● What is required
Where the records hold the string "info", show the whole line it sits on.

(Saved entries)
use std::sync::Arc;
use std::time::Duration;

use tracing::{info, warn};

use crate::engine::{Engine, EngineError};

/// Compact once `threshold` appends have accumulated. Returns whether it did.
pub async fn compact_if_needed(engine: &Engine, threshold: u64) -> Result<bool, EngineError> {
    let appends = engine.wal_appends_since_compact().await;
    if appends < threshold {
        return Ok(false);
    }
    info!("compacting WAL after {appends} appends");
    engine.compact_wal().await?;
    Ok(true)
}

/// Background task that periodically compacts the WAL.
pub async fn run_compactor(engine: Arc<Engine>, threshold: u64) {
    let mut interval = tokio::time::interval(Duration::from_secs(30));
    loop {
        interval.tick().await;
        if let Err(e) = compact_if_needed(&engine, threshold).await {
            warn!("WAL compaction failed: {e}");
        }
    }
}
//! Named predicate builders over the catalog and the reservation table.

use serde::Deserialize;
use ulid::Ulid;

use crate::lifecycle::ReservationState;
use crate::model::{Place, Reservation, Studio};

/// Studio search. Every unset criterion matches everything.
#[derive(Debug, Clone, Default, PartialEq, Eq, Deserialize)]
#[serde(default)]
pub struct StudioFilter {
    /// Exact city name of the studio's place.
    pub city: Option<String>,
    /// Strict upper bound on the hourly price, in cents.
    pub under_price: Option<u64>,
    /// When set, only studios that offer options.
    pub has_options: bool,
    /// When set, only studios that authorize premium.
    pub premium: bool,
}

impl StudioFilter {
    pub fn by_city(mut self, city: impl Into<String>) -> Self {
        self.city = Some(city.into());
        self
    }

    pub fn under_price(mut self, price: u64) -> Self {
        self.under_price = Some(price);
        self
    }

    pub fn has_options(mut self) -> Self {
        self.has_options = true;
        self
    }

    pub fn premium(mut self) -> Self {
        self.premium = true;
        self
    }

    pub fn matches(&self, studio: &Studio, place: &Place) -> bool {
        if let Some(city) = &self.city
            && place.city != *city
        {
            return false;
        }
        if let Some(max) = self.under_price
            && studio.hourly_price >= max
        {
            return false;
        }
        if self.has_options && !studio.has_options {
            return false;
        }
        if self.premium && !studio.authorize_premium {
            return false;
        }
        true
    }
}

/// Reservation listing scopes.
#[derive(Debug, Clone, Copy, Default, PartialEq, Eq, Deserialize)]
#[serde(rename_all = "snake_case", tag = "scope", content = "user_id")]
pub enum ReservationScope {
    #[default]
    All,
    IsPayed,
    IsNotPayed,
    IsCanceled,
    ForUser(Ulid),
}

impl ReservationScope {
    pub fn matches(&self, reservation: &Reservation) -> bool {
        match self {
            ReservationScope::All => true,
            ReservationScope::IsPayed => reservation.state == ReservationState::Payed,
            ReservationScope::IsNotPayed => reservation.state != ReservationState::Payed,
            ReservationScope::IsCanceled => reservation.state == ReservationState::Cancel,
            ReservationScope::ForUser(user_id) => reservation.user_id == *user_id,
        }
    }
}
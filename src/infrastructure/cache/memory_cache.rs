//! In-process cache implementation.

use super::service::{CacheResult, LinkCache, RedirectCacheEntry};
use async_trait::async_trait;
use dashmap::DashMap;
use std::time::Duration;
use tokio::time::Instant;
use tracing::debug;

/// A cache living in the server process.
///
/// Used when Redis is not configured and by tests. Entries expire lazily on
/// read. Counters are exact within one process, so generated aliases are unique
/// only as long as a single instance issues them.
#[derive(Default)]
pub struct MemoryCache {
    entries: DashMap<String, (RedirectCacheEntry, Instant)>,
    counters: DashMap<String, u64>,
}

impl MemoryCache {
    pub fn new() -> Self {
        debug!("Using in-process cache");
        Self::default()
    }

    /// Number of live (unexpired) entries.
    pub fn len(&self) -> usize {
        let now = Instant::now();
        self.entries.iter().filter(|e| e.value().1 > now).count()
    }

    pub fn is_empty(&self) -> bool {
        self.len() == 0
    }
}

#[async_trait]
impl LinkCache for MemoryCache {
    async fn get(&self, key: &str) -> CacheResult<Option<RedirectCacheEntry>> {
        let now = Instant::now();
        if let Some(found) = self.entries.get(key) {
            let (entry, expires_at) = found.value();
            if *expires_at > now {
                return Ok(Some(entry.clone()));
            }
        }

        self.entries.remove_if(key, |_, (_, expires_at)| *expires_at <= now);
        Ok(None)
    }

    async fn set(&self, key: &str, entry: &RedirectCacheEntry, ttl: Duration) -> CacheResult<()> {
        if ttl.is_zero() {
            return Ok(());
        }
        self.entries
            .insert(key.to_string(), (entry.clone(), Instant::now() + ttl));
        Ok(())
    }

    async fn evict(&self, key: &str) -> CacheResult<()> {
        self.entries.remove(key);
        Ok(())
    }

    async fn atomic_increment(&self, counter_key: &str) -> CacheResult<u64> {
        let mut value = self.counters.entry(counter_key.to_string()).or_insert(0);
        *value += 1;
        Ok(*value)
    }

    async fn seed_counter(&self, counter_key: &str, floor: u64) -> CacheResult<()> {
        let mut value = self.counters.entry(counter_key.to_string()).or_insert(0);
        *value = (*value).max(floor);
        Ok(())
    }

    async fn health_check(&self) -> bool {
        true
    }
}

#[cfg(test)]
mod tests {
    use super::*;
    use std::collections::HashSet;
    use std::sync::Arc;

    fn entry(alias: &str) -> RedirectCacheEntry {
        RedirectCacheEntry {
            row_id: 1,
            alias: alias.to_string(),
            url: "https://example.org".to_string(),
        }
    }

    #[tokio::test]
    async fn test_set_get_evict() {
        let cache = MemoryCache::new();
        cache
            .set("public:a", &entry("a"), Duration::from_secs(60))
            .await
            .unwrap();

        assert_eq!(cache.get("public:a").await.unwrap(), Some(entry("a")));

        cache.evict("public:a").await.unwrap();
        assert_eq!(cache.get("public:a").await.unwrap(), None);
    }

    #[tokio::test(start_paused = true)]
    async fn test_entries_expire() {
        let cache = MemoryCache::new();
        cache
            .set("public:a", &entry("a"), Duration::from_secs(5))
            .await
            .unwrap();

        tokio::time::advance(Duration::from_secs(4)).await;
        assert!(cache.get("public:a").await.unwrap().is_some());

        tokio::time::advance(Duration::from_secs(1)).await;
        assert!(cache.get("public:a").await.unwrap().is_none());
        assert!(cache.is_empty());
    }

    #[tokio::test]
    async fn test_zero_ttl_is_not_stored() {
        let cache = MemoryCache::new();
        cache
            .set("public:a", &entry("a"), Duration::ZERO)
            .await
            .unwrap();
        assert!(cache.get("public:a").await.unwrap().is_none());
    }

    #[tokio::test]
    async fn test_counter_starts_at_one() {
        let cache = MemoryCache::new();
        assert_eq!(cache.atomic_increment("c").await.unwrap(), 1);
        assert_eq!(cache.atomic_increment("c").await.unwrap(), 2);
        assert_eq!(cache.atomic_increment("other").await.unwrap(), 1);
    }

    #[tokio::test]
    async fn test_seed_counter_only_raises() {
        let cache = MemoryCache::new();
        cache.seed_counter("c", 41).await.unwrap();
        assert_eq!(cache.atomic_increment("c").await.unwrap(), 42);

        cache.seed_counter("c", 5).await.unwrap();
        assert_eq!(cache.atomic_increment("c").await.unwrap(), 43);
    }

    #[tokio::test(flavor = "multi_thread", worker_threads = 4)]
    async fn test_counter_is_atomic_under_concurrency() {
        let cache = Arc::new(MemoryCache::new());
        let mut handles = Vec::new();

        for _ in 0..8 {
            let cache = cache.clone();
            handles.push(tokio::spawn(async move {
                let mut seen = Vec::new();
                for _ in 0..250 {
                    seen.push(cache.atomic_increment("c").await.unwrap());
                }
                seen
            }));
        }

        let mut all = HashSet::new();
        for handle in handles {
            for value in handle.await.unwrap() {
                assert!(all.insert(value), "duplicate counter value {value}");
            }
        }

        assert_eq!(all.len(), 2000);
        assert_eq!(all.iter().max(), Some(&2000));
    }
}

● Written response
use tracing::{info, warn};
    info!("compacting WAL after {appends} appends");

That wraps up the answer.